Kann man sich als Wissenschaftler bewerben?
Wir erhalten immer tonnenweise Vorschläge, aber selbst bewerben sich die wenigsten Forscher. Die Wissenschaftler merken ja meist nicht, wie lustig ihre Arbeit auf andere wirkt. Ein Professor hat seinen Studenten beispielsweise mal Kaulquappen zu essen gegeben, um evolutionsbiologische Paarungs- und Tarnungsstrategien aufgrund des Geschmacks im Vergleich zur Hautfärbung der Tiere zu erklären.
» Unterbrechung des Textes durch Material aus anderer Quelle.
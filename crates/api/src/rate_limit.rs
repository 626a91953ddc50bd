//! Rate Limiting Middleware
//!
//! GCRA rate limiting keyed by peer IP via tower_governor, sized for a
//! screening form that submits at human speed.

use governor::middleware::StateInformationMiddleware;
use std::sync::Arc;
use tower_governor::governor::GovernorConfigBuilder;
use tower_governor::key_extractor::PeerIpKeyExtractor;

/// Governor config with X-RateLimit-* response headers enabled
pub type DefaultGovernorConfig =
    tower_governor::governor::GovernorConfig<PeerIpKeyExtractor, StateInformationMiddleware>;

/// Rate limiting configuration
#[derive(Debug, Clone)]
pub struct RateLimitConfig {
    /// Seconds per replenished request
    pub per_second: u64,
    /// Max requests accepted in one burst
    pub burst_size: u32,
}

impl Default for RateLimitConfig {
    fn default() -> Self {
        Self {
            per_second: 1,
            burst_size: 10,
        }
    }
}

/// Create a rate limiting governor config
///
/// Uses PeerIpKeyExtractor, so the service must be served with
/// `into_make_service_with_connect_info::<SocketAddr>()`.
pub fn create_governor_config(config: &RateLimitConfig) -> Arc<DefaultGovernorConfig> {
    Arc::new(
        GovernorConfigBuilder::default()
            .per_second(config.per_second)
            .burst_size(config.burst_size)
            .use_headers()
            .finish()
            .expect("rate limit config must have nonzero period and burst"),
    )
}
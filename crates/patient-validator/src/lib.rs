//! Patient Input Validation
//!
//! Provides the raw patient record type, range checking, and finiteness
//! validation for clinical measurements.

mod error;
mod record;
mod validator;

pub use error::ValidationError;
pub use record::PatientRecord;
pub use validator::{ValidationConfig, ValidationResult, Validator};
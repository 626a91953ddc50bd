//! Prediction History Routes

use axum::{
    extract::{Query, State},
    Json,
};
use serde::{Deserialize, Serialize};
use std::sync::Arc;

use crate::AppState;
use storage::PredictionRecord;

/// Query parameters for the history endpoint
#[derive(Debug, Deserialize)]
pub struct PredictionQuery {
    /// Filter by label ("diabetic" / "not_diabetic")
    pub label: Option<String>,
    /// Maximum number of records
    #[serde(default = "default_limit")]
    pub limit: usize,
}

fn default_limit() -> usize {
    50
}

/// Response for the history endpoint
#[derive(Debug, Serialize)]
pub struct PredictionResponse {
    pub data: Vec<PredictionRecord>,
    pub count: usize,
}

/// Get recent predictions, newest first
pub async fn get_predictions(
    State(state): State<Arc<AppState>>,
    Query(params): Query<PredictionQuery>,
) -> Json<PredictionResponse> {
    let limit = params.limit.min(500);

    let data = state
        .repository
        .get_predictions(params.label.as_deref(), limit)
        .unwrap_or_default();

    Json(PredictionResponse {
        count: data.len(),
        data,
    })
}
//! Feature Vector Assembly

use patient_validator::{PatientRecord, ValidationConfig, ValidationError, Validator};
use serde::{Deserialize, Serialize};
use tracing::debug;

/// Number of features consumed by the scaler and classifier
pub const FEATURE_DIMENSION: usize = 10;

/// Fixed-order feature vector for model inference
///
/// Slot order is the order the artifacts were fitted on and must never change:
/// pregnancies, glucose, blood pressure, skin thickness, insulin, bmi,
/// diabetes pedigree function, age, bmi*glucose, age*insulin.
///
/// The backing array is private; a vector can only be built from a
/// [`PatientRecord`], so callers cannot reorder slots.
#[derive(Debug, Clone, PartialEq, Serialize, Deserialize)]
pub struct FeatureVector {
    values: [f64; FEATURE_DIMENSION],
    /// BMI x glucose interaction term
    pub bmi_glucose: f64,
    /// Age x insulin interaction term
    pub age_insulin: f64,
}

impl FeatureVector {
    /// Assemble the ordered vector from a raw record
    ///
    /// Performs no validation; [`FeatureAssembler::assemble`] is the validated
    /// front door.
    pub fn from_record(record: &PatientRecord) -> Self {
        let bmi_glucose = record.bmi * record.glucose;
        let age_insulin = f64::from(record.age) * record.insulin;

        let values = [
            f64::from(record.pregnancies),
            record.glucose,
            record.blood_pressure,
            record.skin_thickness,
            record.insulin,
            record.bmi,
            record.diabetes_pedigree_function,
            f64::from(record.age),
            bmi_glucose,
            age_insulin,
        ];

        Self {
            values,
            bmi_glucose,
            age_insulin,
        }
    }

    /// Ordered feature values
    pub fn values(&self) -> &[f64; FEATURE_DIMENSION] {
        &self.values
    }

    /// Number of features
    pub fn len(&self) -> usize {
        FEATURE_DIMENSION
    }

    /// Always false; the dimension is fixed
    pub fn is_empty(&self) -> bool {
        false
    }
}

/// Feature assembler that validates records before building vectors
pub struct FeatureAssembler {
    validator: Validator,
}

impl FeatureAssembler {
    /// Create an assembler with the given validation ranges
    pub fn new(config: ValidationConfig) -> Self {
        Self {
            validator: Validator::new(config),
        }
    }

    /// Validate a record and assemble its feature vector
    ///
    /// Fails fast on the first out-of-domain or non-finite field; nothing
    /// out-of-domain ever reaches the scaler.
    pub fn assemble(&self, record: &PatientRecord) -> Result<FeatureVector, ValidationError> {
        self.validator.validate_pregnancies(record.pregnancies)?;
        self.validator.validate_glucose(record.glucose)?;
        self.validator.validate_blood_pressure(record.blood_pressure)?;
        self.validator.validate_skin_thickness(record.skin_thickness)?;
        self.validator.validate_insulin(record.insulin)?;
        self.validator.validate_bmi(record.bmi)?;
        self.validator.validate_pedigree(record.diabetes_pedigree_function)?;
        self.validator.validate_age(record.age)?;

        let features = FeatureVector::from_record(record);
        debug!(
            bmi_glucose = features.bmi_glucose,
            age_insulin = features.age_insulin,
            "Assembled feature vector"
        );
        Ok(features)
    }

    /// Access the underlying validator
    pub fn validator(&self) -> &Validator {
        &self.validator
    }
}

impl Default for FeatureAssembler {
    fn default() -> Self {
        Self::new(ValidationConfig::default())
    }
}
Das Bild, dass Studenten unzählige Kaulquappen zu sich nehmen mussten, fanden wir total witzig. Der Kollege hat natürlich den wissenschaftlichen Hintergrund gesehen. Es soll ja im Prinzip beides abgedeckt werden. Deshalb sagen wir immer: Erst lachen, dann denken!

Anfangs gab es auch einige Gewinner, die den Preis nicht annehmen wollten. Wie sieht es heute aus?
Mittlerweile freuen sich die meisten, die den Preis bekommen. Wenn überhaupt, ist das prestigeförderlich. Lustig und cool fanden es die Leute eigentlich immer.

Gibt es aktuell witzige Vorschläge?
Die gibt es immer wieder. Zum Beispiel hat ein niederländischer Wissenschaftler an seinem Arbeitsplatz beobachtet, wie eine männliche Stockente gegen sein Museum krachte und tot zu Boden fiel. Kurz darauf kam ein anderer Enterich und begann den Kadaver zu begatten. 75 Minuten lang. Der Kollege berichtete, dass auch nach anderen Studien bis zu 20 Prozent aller Entenpaarungen homosexuell verlaufen und verfasste eine wissenschaftliche Arbeit darüber.

Haben derartige Untersuchungen eigentlich einen Sinn?
Klar, immer. Und abgesehen davon: Lachen hat meiner Meinung nach immer einen Sinn.


Kurz und knapp
Mark Benecke, 39, wurde in Rosenheim geboren. Nach dem Studium der Biologie, Zoologie und Psychologie an der Universität Köln absolvierte er diverse polizeitechnische Ausbildungen im Bereich der Gerichtsmedizin in den USA und arbeitete unter anderem in Manhattan. Benecke wird als Sachverständiger herangezogen, um biologische Spuren bei Gewalt verbrechen mit Todesfolgen auszuwerten. Benecke untersuchte auch Adolf Hitlers mutmaßliche Schädeldecke und Gebiss. Er veröffentlichte mehrere populärwissenschaftliche Bücher, unter anderem über die Kriminalbiologie und das Altern aus biomedizinischer Sicht. Er ist Ausbilder an deutschen Polizeischulen sowie Gastdozent in den USA, Vietnam, Kolumbien und auf den Philippinen.